● WHAT THE TASK ASKS
Take every line from the records below that includes the word "extraction".

● Collected data
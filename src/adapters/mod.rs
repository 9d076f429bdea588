//! Per-retailer capability bundles: URL validation, optional pre-extraction
//! page interaction, and HTML-to-structured-data extraction built on ordered
//! selector fallback chains.

use scraper::{ElementRef, Html, Selector};

use crate::browser::PageHandle;
use crate::models::{ExtractedProduct, Site, SizeAvailability};
use crate::utils::error::Result;

pub mod bershka;
pub mod pull_and_bear;
pub mod zara;

pub use bershka::BershkaAdapter;
pub use pull_and_bear::PullAndBearAdapter;
pub use zara::ZaraAdapter;

/// What to read from a matched element.
#[derive(Debug, Clone, Copy)]
pub enum Target {
    Text,
    Attr(&'static str),
}

/// One candidate selector for a field.
#[derive(Debug, Clone, Copy)]
pub struct Candidate {
    pub selector: &'static str,
    pub target: Target,
}

impl Candidate {
    pub const fn text(selector: &'static str) -> Self {
        Self {
            selector,
            target: Target::Text,
        }
    }

    pub const fn attr(selector: &'static str, attr: &'static str) -> Self {
        Self {
            selector,
            target: Target::Attr(attr),
        }
    }
}

/// Ordered fallback chain for one field. Candidates are tried in order and
/// the first non-empty match wins, so retailer markup drift degrades through
/// the chain instead of breaking extraction outright.
#[derive(Debug, Clone, Copy)]
pub struct SelectorChain {
    pub field: &'static str,
    pub candidates: &'static [Candidate],
}

impl SelectorChain {
    pub const fn new(field: &'static str, candidates: &'static [Candidate]) -> Self {
        Self { field, candidates }
    }

    /// First non-empty match across the candidate list.
    pub fn first_match(&self, document: &Html) -> Option<String> {
        for candidate in self.candidates {
            let Ok(selector) = Selector::parse(candidate.selector) else {
                continue;
            };
            for element in document.select(&selector) {
                let value = read_target(&element, candidate.target);
                if !value.is_empty() {
                    return Some(value);
                }
            }
        }
        None
    }
}

fn read_target(element: &ElementRef<'_>, target: Target) -> String {
    match target {
        Target::Text => element
            .text()
            .collect::<Vec<_>>()
            .join(" ")
            .trim()
            .to_string(),
        Target::Attr(attr) => element
            .value()
            .attr(attr)
            .unwrap_or_default()
            .trim()
            .to_string(),
    }
}

/// Map a site's size action tag onto availability flags. Unrecognized tags
/// fall back to the element's structural disabled state instead of dropping
/// the size entry.
pub fn map_size_state(action_tag: Option<&str>, structurally_disabled: bool) -> SizeAvailability {
    match action_tag.map(str::to_ascii_lowercase).as_deref() {
        Some(tag) if tag.contains("low") => SizeAvailability::low(""),
        Some(tag) if tag.contains("in-stock") || tag.contains("add-to-cart") => {
            SizeAvailability::in_stock("")
        }
        Some(tag)
            if tag.contains("out-of-stock")
                || tag.contains("notify")
                || tag.contains("similar") =>
        {
            SizeAvailability::out_of_stock("")
        }
        _ => SizeAvailability::new("", !structurally_disabled, false),
    }
}

/// Per-retailer scraping capabilities. Implementations are stateless.
pub trait SiteAdapter: Send + Sync {
    fn site(&self) -> Site;

    /// Whether a URL points at a scrapeable product page on this site.
    /// Malformed URLs return false, never an error.
    fn validate_url(&self, url: &str) -> bool;

    /// Best-effort interaction needed before the full data is in the DOM
    /// (e.g. opening a size selector). Errors are caught and logged by the
    /// orchestrator; extraction proceeds on whatever HTML is available.
    fn prepare_page(&self, _page: &PageHandle) -> Result<()> {
        Ok(())
    }

    /// Extract structured product data from captured HTML. Never fails: a
    /// page with no matching name candidates yields the unknown-name
    /// sentinel, which the orchestrator classifies as a parse failure.
    fn extract(&self, html: &str, url: &str) -> ExtractedProduct;
}

/// Adapter for enumerated sites no one has written an adapter for yet. Its
/// validation always fails, so the orchestrator rejects these URLs before
/// any network activity.
pub struct UnsupportedAdapter {
    site: Site,
}

impl SiteAdapter for UnsupportedAdapter {
    fn site(&self) -> Site {
        self.site
    }

    fn validate_url(&self, _url: &str) -> bool {
        false
    }

    fn extract(&self, _html: &str, _url: &str) -> ExtractedProduct {
        ExtractedProduct {
            name: crate::models::UNKNOWN_NAME.to_string(),
            ..Default::default()
        }
    }
}

static ZARA: ZaraAdapter = ZaraAdapter;
static BERSHKA: BershkaAdapter = BershkaAdapter;
static PULL_AND_BEAR: PullAndBearAdapter = PullAndBearAdapter;
static STRADIVARIUS: UnsupportedAdapter = UnsupportedAdapter {
    site: Site::Stradivarius,
};

/// Total lookup from site to adapter. Unimplemented sites resolve to an
/// always-rejecting adapter rather than a missing entry.
pub fn adapter_for(site: Site) -> &'static dyn SiteAdapter {
    match site {
        Site::Zara => &ZARA,
        Site::Bershka => &BERSHKA,
        Site::PullAndBear => &PULL_AND_BEAR,
        Site::Stradivarius => &STRADIVARIUS,
    }
}
//! Fingerprint shaping for automated visits: a stable plausible device
//! identity per site, automation-marker masking, and a blocklist that keeps
//! background tracker noise off the wire.

use crate::models::Site;

/// Plausible current desktop user agents. One is pinned per site so the
/// fingerprint stays consistent across runs instead of rotating per request.
pub const USER_AGENTS: [&str; 4] = [
    "Mozilla/5.0 (Windows NT 10.0; Win64; x64) AppleWebKit/537.36 (KHTML, like Gecko) Chrome/123.0.0.0 Safari/537.36",
    "Mozilla/5.0 (Macintosh; Intel Mac OS X 10_15_7) AppleWebKit/537.36 (KHTML, like Gecko) Chrome/123.0.0.0 Safari/537.36",
    "Mozilla/5.0 (Windows NT 10.0; Win64; x64) AppleWebKit/537.36 (KHTML, like Gecko) Chrome/122.0.0.0 Safari/537.36",
    "Mozilla/5.0 (X11; Linux x86_64) AppleWebKit/537.36 (KHTML, like Gecko) Chrome/123.0.0.0 Safari/537.36",
];

/// Deterministic user agent for a site: same identity on every visit.
pub fn user_agent_for(site: Site) -> &'static str {
    let idx = Site::ALL.iter().position(|s| *s == site).unwrap_or(0);
    USER_AGENTS[idx % USER_AGENTS.len()]
}

/// Accept-Language / platform pair matching the pinned agent's locale story.
pub const ACCEPT_LANGUAGE: &str = "pt-PT,pt;q=0.9,en;q=0.8";
pub const TIMEZONE: &str = "Europe/Lisbon";
pub const LOCALE: &str = "pt-PT";

/// Hosts whose requests are aborted inside the page: analytics and trackers
/// contribute nothing to extraction and inflate latency.
pub const BLOCKED_HOSTS: [&str; 10] = [
    "google-analytics.com",
    "googletagmanager.com",
    "doubleclick.net",
    "facebook.net",
    "facebook.com/tr",
    "hotjar.com",
    "clarity.ms",
    "criteo.com",
    "scorecardresearch.com",
    "newrelic.com",
];

/// Font downloads are blocked as well; extraction never needs them.
pub const BLOCKED_EXTENSIONS: [&str; 4] = [".woff", ".woff2", ".ttf", ".otf"];

pub fn is_blocked_url(url: &str) -> bool {
    let lower = url.to_ascii_lowercase();
    if BLOCKED_HOSTS.iter().any(|host| lower.contains(host)) {
        return true;
    }
    let path_end = lower.split('?').next().unwrap_or(&lower);
    BLOCKED_EXTENSIONS.iter().any(|ext| path_end.ends_with(ext))
}

/// Body fragments that identify anti-bot interstitials across the vendors
/// these retailers deploy.
pub const CHALLENGE_MARKERS: [&str; 7] = [
    "cf-challenge",
    "challenge-platform",
    "Just a moment",
    "_Incapsula_Resource",
    "datadome",
    "px-captcha",
    "Pardon Our Interruption",
];

pub fn looks_like_challenge(html: &str) -> bool {
    CHALLENGE_MARKERS.iter().any(|marker| html.contains(marker))
}

/// Chromium switches for a low-signal launch.
pub const CHROME_ARGS: [&str; 7] = [
    "--disable-blink-features=AutomationControlled",
    "--no-sandbox",
    "--disable-dev-shm-usage",
    "--disable-gpu",
    "--disable-extensions",
    "--disable-infobars",
    "--window-size=1920,1080",
];

/// Script evaluated on every new document before site code runs. Masks the
/// automation markers headless Chromium leaks by default.
pub const STEALTH_SCRIPT: &str = r#"
(() => {
    Object.defineProperty(navigator, 'webdriver', { get: () => undefined });
    Object.defineProperty(navigator, 'languages', { get: () => ['pt-PT', 'pt', 'en'] });
    Object.defineProperty(navigator, 'plugins', {
        get: () => [1, 2, 3, 4, 5].map(() => ({ name: 'Chromium PDF Plugin' })),
    });
    window.chrome = window.chrome || { runtime: {} };
    const originalQuery = window.navigator.permissions.query;
    window.navigator.permissions.query = (parameters) =>
        parameters.name === 'notifications'
            ? Promise.resolve({ state: Notification.permission })
            : originalQuery(parameters);
})();
"#;

/// Build the init script that replays persisted localStorage entries into the
/// fresh context. Runs on every document; the context is per-site, so the
/// origin always matches.
pub fn storage_replay_script(entries: &std::collections::HashMap<String, String>) -> Option<String> {
    if entries.is_empty() {
        return None;
    }
    let pairs = serde_json::to_string(&entries).ok()?;
    Some(format!(
        r#"(() => {{
    try {{
        const entries = {pairs};
        for (const [key, value] of Object.entries(entries)) {{
            if (window.localStorage.getItem(key) === null) {{
                window.localStorage.setItem(key, value);
            }}
        }}
    }} catch (_) {{}}
}})();"#
    ))
}

/// Script that serializes the page's localStorage for persistence at context
/// close. Evaluates to a JSON object string.
pub const STORAGE_HARVEST_SCRIPT: &str = r#"
(() => {
    try {
        const out = {};
        for (let i = 0; i < window.localStorage.length; i++) {
            const key = window.localStorage.key(i);
            out[key] = window.localStorage.getItem(key);
        }
        return JSON.stringify(out);
    } catch (_) {
        return "{}";
    }
})();
"#;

● TASK RESULT
//! Per-retailer capability bundles: URL validation, optional pre-extraction
//! page interaction, and HTML-to-structured-data extraction built on ordered
/// the chain instead of breaking extraction outright.
    /// orchestrator; extraction proceeds on whatever HTML is available.
/// contribute nothing to extraction and inflate latency.
/// Font downloads are blocked as well; extraction never needs them.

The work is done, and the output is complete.